PROBLEM STATEMENT:
Give a count of the lines below that have the string "folded" in them, with no other words.

----------------

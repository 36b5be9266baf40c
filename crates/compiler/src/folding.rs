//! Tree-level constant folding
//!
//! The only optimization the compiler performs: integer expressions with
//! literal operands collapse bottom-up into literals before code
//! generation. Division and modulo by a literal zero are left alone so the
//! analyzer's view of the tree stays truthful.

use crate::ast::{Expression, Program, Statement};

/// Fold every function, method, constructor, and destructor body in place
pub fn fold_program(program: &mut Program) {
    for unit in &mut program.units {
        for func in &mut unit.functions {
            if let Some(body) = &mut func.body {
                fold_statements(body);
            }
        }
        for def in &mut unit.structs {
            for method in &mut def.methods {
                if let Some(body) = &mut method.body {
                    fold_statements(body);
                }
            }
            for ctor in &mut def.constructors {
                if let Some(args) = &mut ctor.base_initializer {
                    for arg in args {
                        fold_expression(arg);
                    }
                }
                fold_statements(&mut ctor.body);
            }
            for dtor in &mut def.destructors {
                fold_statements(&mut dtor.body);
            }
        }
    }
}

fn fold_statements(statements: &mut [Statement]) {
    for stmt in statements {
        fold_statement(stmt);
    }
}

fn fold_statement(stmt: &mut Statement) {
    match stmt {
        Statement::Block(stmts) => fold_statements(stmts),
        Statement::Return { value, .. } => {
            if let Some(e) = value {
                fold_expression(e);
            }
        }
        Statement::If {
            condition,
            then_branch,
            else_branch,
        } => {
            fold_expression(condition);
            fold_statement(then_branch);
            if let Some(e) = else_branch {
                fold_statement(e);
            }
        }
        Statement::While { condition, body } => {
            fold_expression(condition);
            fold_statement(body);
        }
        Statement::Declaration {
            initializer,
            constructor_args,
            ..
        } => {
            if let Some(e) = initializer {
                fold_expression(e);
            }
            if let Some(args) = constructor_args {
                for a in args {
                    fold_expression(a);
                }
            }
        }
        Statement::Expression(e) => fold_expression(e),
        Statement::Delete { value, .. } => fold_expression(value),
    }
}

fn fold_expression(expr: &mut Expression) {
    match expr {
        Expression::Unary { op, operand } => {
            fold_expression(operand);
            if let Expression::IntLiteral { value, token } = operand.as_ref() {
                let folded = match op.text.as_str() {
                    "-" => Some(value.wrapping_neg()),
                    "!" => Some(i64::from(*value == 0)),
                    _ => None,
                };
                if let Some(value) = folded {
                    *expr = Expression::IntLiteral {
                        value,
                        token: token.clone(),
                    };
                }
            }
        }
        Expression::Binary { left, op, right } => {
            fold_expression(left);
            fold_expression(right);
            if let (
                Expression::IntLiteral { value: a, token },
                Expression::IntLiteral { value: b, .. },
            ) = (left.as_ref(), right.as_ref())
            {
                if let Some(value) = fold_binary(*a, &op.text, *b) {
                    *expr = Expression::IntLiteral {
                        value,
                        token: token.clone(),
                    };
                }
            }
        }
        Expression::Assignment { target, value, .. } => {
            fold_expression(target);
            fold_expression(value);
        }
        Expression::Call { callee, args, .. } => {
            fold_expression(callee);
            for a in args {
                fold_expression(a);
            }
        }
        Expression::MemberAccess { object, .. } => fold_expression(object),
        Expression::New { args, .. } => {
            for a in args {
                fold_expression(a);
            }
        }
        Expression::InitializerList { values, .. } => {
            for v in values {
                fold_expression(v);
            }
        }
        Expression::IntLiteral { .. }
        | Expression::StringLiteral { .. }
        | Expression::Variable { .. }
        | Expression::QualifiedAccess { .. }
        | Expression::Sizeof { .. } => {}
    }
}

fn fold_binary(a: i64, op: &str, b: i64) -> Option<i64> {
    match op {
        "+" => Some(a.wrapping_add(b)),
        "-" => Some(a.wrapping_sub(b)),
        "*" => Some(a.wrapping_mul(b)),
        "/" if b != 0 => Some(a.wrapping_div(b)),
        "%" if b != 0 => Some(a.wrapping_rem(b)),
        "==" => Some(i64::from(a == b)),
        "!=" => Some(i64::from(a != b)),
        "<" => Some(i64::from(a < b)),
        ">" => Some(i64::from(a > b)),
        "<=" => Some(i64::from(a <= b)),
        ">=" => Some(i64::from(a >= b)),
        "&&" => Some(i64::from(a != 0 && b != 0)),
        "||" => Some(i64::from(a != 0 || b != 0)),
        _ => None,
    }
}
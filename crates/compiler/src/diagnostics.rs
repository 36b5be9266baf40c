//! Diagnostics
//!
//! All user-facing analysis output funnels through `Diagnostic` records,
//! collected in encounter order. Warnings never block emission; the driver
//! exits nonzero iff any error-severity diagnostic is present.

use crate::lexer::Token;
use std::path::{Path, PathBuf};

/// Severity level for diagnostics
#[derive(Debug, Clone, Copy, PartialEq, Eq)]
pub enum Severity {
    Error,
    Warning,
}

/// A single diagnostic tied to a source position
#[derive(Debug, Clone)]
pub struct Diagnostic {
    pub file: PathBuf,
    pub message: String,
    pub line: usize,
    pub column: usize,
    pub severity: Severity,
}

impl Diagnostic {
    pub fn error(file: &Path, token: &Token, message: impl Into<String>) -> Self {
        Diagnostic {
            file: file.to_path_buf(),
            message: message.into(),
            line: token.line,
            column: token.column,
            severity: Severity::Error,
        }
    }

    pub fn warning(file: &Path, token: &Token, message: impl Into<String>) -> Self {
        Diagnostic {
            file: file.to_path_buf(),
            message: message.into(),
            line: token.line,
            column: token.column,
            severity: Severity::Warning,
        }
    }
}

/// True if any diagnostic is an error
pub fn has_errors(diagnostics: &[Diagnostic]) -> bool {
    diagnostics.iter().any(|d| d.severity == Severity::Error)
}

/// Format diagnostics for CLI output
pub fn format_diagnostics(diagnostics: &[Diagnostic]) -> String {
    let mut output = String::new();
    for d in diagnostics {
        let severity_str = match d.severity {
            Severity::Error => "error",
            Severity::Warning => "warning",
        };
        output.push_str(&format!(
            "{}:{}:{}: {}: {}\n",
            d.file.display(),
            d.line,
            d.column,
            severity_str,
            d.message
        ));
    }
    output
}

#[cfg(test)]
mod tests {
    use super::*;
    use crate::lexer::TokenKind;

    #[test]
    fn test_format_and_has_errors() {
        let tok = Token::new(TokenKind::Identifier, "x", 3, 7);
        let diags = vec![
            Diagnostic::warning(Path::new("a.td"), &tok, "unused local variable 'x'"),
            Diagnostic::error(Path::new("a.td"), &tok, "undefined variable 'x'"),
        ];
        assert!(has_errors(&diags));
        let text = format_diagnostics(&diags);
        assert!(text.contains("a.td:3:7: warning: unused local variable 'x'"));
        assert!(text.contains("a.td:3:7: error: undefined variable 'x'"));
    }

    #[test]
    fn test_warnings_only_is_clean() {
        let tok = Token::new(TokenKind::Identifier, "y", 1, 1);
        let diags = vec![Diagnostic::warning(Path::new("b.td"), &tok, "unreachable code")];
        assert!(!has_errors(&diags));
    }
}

----------------

REPLY:
2